With all the talk about Kim Jong-un and nuclear weapons, another puzzle goes unanswered. North Korea is one of the world’s most miserable places to live and yet has experienced surprisingly little rebellion. Despite an annual GDP per capita of about $1,800 (197th in the world), an average life expectancy of 69 years (decreasing over time), sporadic electric power, and periodic famines North Korean citizens remain surprisingly quiescent. A quick and easy answer might be that the North Korean army is strong and could easily repress dissent — why rebel when you know the government will immediately crack down?

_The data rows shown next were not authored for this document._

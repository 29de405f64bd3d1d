use std::fmt;
use std::str::FromStr;

use serde::{Deserialize, Serialize, Serializer};

use crate::volume::VolumeError;

/// Axes of a regular grid. S, T and R are the grid-space x, y and z.
#[derive(Clone, Copy, Debug, PartialEq, Eq, Hash)]
pub enum Axis {
    S,
    T,
    R,
}

impl Axis {
    pub const ALL: [Axis; 3] = [Axis::S, Axis::T, Axis::R];

    #[inline]
    pub fn index(self) -> usize {
        self as usize
    }
}

impl fmt::Display for Axis {
    fn fmt(&self, f: &mut fmt::Formatter<'_>) -> fmt::Result {
        let name = match self {
            Axis::S => "S",
            Axis::T => "T",
            Axis::R => "R",
        };
        f.write_str(name)
    }
}

/// How values are carried from a source grid onto a target grid.
///
/// Parsed case-insensitively from the engine keys `"nearest neighbour"`
/// (alias `"enclosing voxel"`), `"tri-linear"` and `"tri-cubic"`.
#[derive(Clone, Copy, Debug, Default, PartialEq, Eq, Hash, Deserialize)]
#[serde(try_from = "String")]
pub enum ResampleMethod {
    #[default]
    NearestNeighbour,
    Trilinear,
    Tricubic,
}

impl ResampleMethod {
    pub fn as_str(&self) -> &'static str {
        match self {
            ResampleMethod::NearestNeighbour => "nearest neighbour",
            ResampleMethod::Trilinear => "tri-linear",
            ResampleMethod::Tricubic => "tri-cubic",
        }
    }
}

impl fmt::Display for ResampleMethod {
    fn fmt(&self, f: &mut fmt::Formatter<'_>) -> fmt::Result {
        f.write_str(self.as_str())
    }
}

impl FromStr for ResampleMethod {
    type Err = VolumeError;

    fn from_str(s: &str) -> Result<Self, Self::Err> {
        match s.trim().to_lowercase().as_str() {
            "nearest neighbour" | "nearest neighbor" | "enclosing voxel" => {
                Ok(ResampleMethod::NearestNeighbour)
            }
            "tri-linear" | "trilinear" => Ok(ResampleMethod::Trilinear),
            "tri-cubic" | "tricubic" => Ok(ResampleMethod::Tricubic),
            _ => Err(VolumeError::UnsupportedMethod(s.to_string())),
        }
    }
}

impl TryFrom<String> for ResampleMethod {
    type Error = VolumeError;

    fn try_from(value: String) -> Result<Self, Self::Error> {
        value.parse()
    }
}

impl Serialize for ResampleMethod {
    fn serialize<S: Serializer>(&self, serializer: S) -> Result<S::Ok, S::Error> {
        serializer.serialize_str(self.as_str())
    }
}

/// Element type of a scalar column.
#[derive(Clone, Copy, Debug, Default, PartialEq, Eq, Hash, Serialize, Deserialize)]
pub enum DataType {
    UInt8,
    Int32,
    Float16,
    Float32,
    #[default]
    Float64,
}

impl DataType {
    pub fn is_integer(&self) -> bool {
        matches!(self, DataType::UInt8 | DataType::Int32)
    }
}

#[cfg(test)]
mod tests {
    use super::*;

    #[test]
    fn test_method_parsing_is_case_insensitive() {
        assert_eq!(
            "Tri-Linear".parse::<ResampleMethod>().unwrap(),
            ResampleMethod::Trilinear
        );
        assert_eq!(
            "Enclosing Voxel".parse::<ResampleMethod>().unwrap(),
            ResampleMethod::NearestNeighbour
        );
        assert_eq!(
            " tri-cubic ".parse::<ResampleMethod>().unwrap(),
            ResampleMethod::Tricubic
        );
    }

    #[test]
    fn test_unknown_method_is_rejected() {
        let err = "sinc".parse::<ResampleMethod>().unwrap_err();
        assert!(matches!(err, VolumeError::UnsupportedMethod(ref m) if m == "sinc"));
    }
}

But many said the same about East Germany in the 1980s, Iran in the 1970s and late 2000s, and Libya, Syria, and Egypt before the Arab Spring. How does one know that the army will remain loyal to the government once people take to the streets?
So today’s puzzler is this: Given the level of deprivation in North Korea, why don’t citizens rebel?

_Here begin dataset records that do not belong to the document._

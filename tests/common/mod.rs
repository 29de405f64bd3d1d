//! Common helpers for volume-resample integration tests

#![allow(dead_code)]

use std::sync::atomic::{AtomicUsize, Ordering};

use nalgebra::Point3;
use volume_resample::{DataType, Grid3, GridGeometry, Progress, Volume};

/// Volume whose `column` holds `f` evaluated at every voxel midpoint.
pub fn volume_from_fn(
    name: &str,
    grid: Grid3,
    column: &str,
    data_type: DataType,
    f: impl Fn(&Point3<f64>) -> f64,
) -> Volume {
    let mut volume = Volume::new(name, grid);
    let values: Vec<f64> = (0..volume.grid().voxel_count())
        .map(|i| f(&volume.grid().midpoint_at(i)))
        .collect();
    let field = volume.add_column(column, data_type);
    for (index, v) in values.into_iter().enumerate() {
        field.set(index, v);
    }
    volume
}

/// Volume with `column` filled with `value`.
pub fn constant_volume(dims: [usize; 3], column: &str, value: f64) -> Volume {
    let grid = Grid3::unit(dims).unwrap();
    volume_from_fn("constant", grid, column, DataType::Float64, |_| value)
}

/// Empty target volume with a single `column` preset to `fill`.
pub fn target_volume(grid: Grid3, column: &str, fill: f64) -> Volume {
    volume_from_fn("target", grid, column, DataType::Float64, |_| fill)
}

/// Sets the voxels in the half-open box `[from, to)` of `column` to `value`.
pub fn fill_box(volume: &mut Volume, column: &str, from: [usize; 3], to: [usize; 3], value: f64) {
    let field = volume.column_mut(column).unwrap();
    for s in from[0]..to[0] {
        for t in from[1]..to[1] {
            for r in from[2]..to[2] {
                field.set_voxel([s, t, r], value);
            }
        }
    }
}

pub fn column_values(volume: &Volume, column: &str) -> Vec<f64> {
    let field = volume.column(column).unwrap();
    (0..field.len()).map(|i| field.get(i)).collect()
}

/// Progress that reports cancellation once it has been polled `allowed`
/// times.
#[derive(Debug, Default)]
pub struct CancelAfter {
    allowed: usize,
    polls: AtomicUsize,
    updates: AtomicUsize,
}

impl CancelAfter {
    pub fn new(allowed: usize) -> Self {
        Self {
            allowed,
            ..Self::default()
        }
    }

    pub fn polls(&self) -> usize {
        self.polls.load(Ordering::SeqCst)
    }

    pub fn updates(&self) -> usize {
        self.updates.load(Ordering::SeqCst)
    }
}

impl Progress for CancelAfter {
    fn set_range(&self, _min: usize, _max: usize) {}

    fn update(&self, _value: usize) {
        self.updates.fetch_add(1, Ordering::SeqCst);
    }

    fn is_cancelled(&self) -> bool {
        self.polls.fetch_add(1, Ordering::SeqCst) >= self.allowed
    }
}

Answer to last week’s puzzler:
Where have all the citations gone? On April 5th I posed the puzzle of the gender gap in citations in the IR literature. If you look at articles published in the top IR journals between 1980 and 2006, you find that those authored by women get significantly fewer citations than articles written by men. This is true even if you control for all the factors that could possibly affect citation counts.
In our article, Dan Maliniak, Ryan Powers and I surmised that two factors could account for this citation gap. First, women tend to cite themselves less than men. Second, men tend to cite other men (and women other women). Still, this didn’t account for all of the gap. I’m still not sure why the gap persists, but I have a few hunches. The first is that personal and professional networks matter a lot. People tend to read the work of scholars they know and with whom they are friends. Men are more apt to be friends with men, and women with women, and in a profession where a large majority of all scholars are men, this means that men will get a bump and women will not. So the gender make-up of the profession matters. The second has to do with gender stereotypes. A special issue of Nature (March 7, 2013) took a hard look at the gender gap in science, and discussed a 2012 study by Yale’s Jo Handelsman that showed that both male and female scientists had a pervasive bias against female scientists. In another study, Knobloch-Westerwick, Glynn, and Huge (2013) found that male and female scholars both believe that male researchers produce higher quality research than female researchers. What this suggests is that it’s not just men who are failing to give credit where credit is due, but that women are also failing to give themselves the credit they deserve. My guess is that this is the way both gendered have been socialized. But this is a puzzle in and of itself.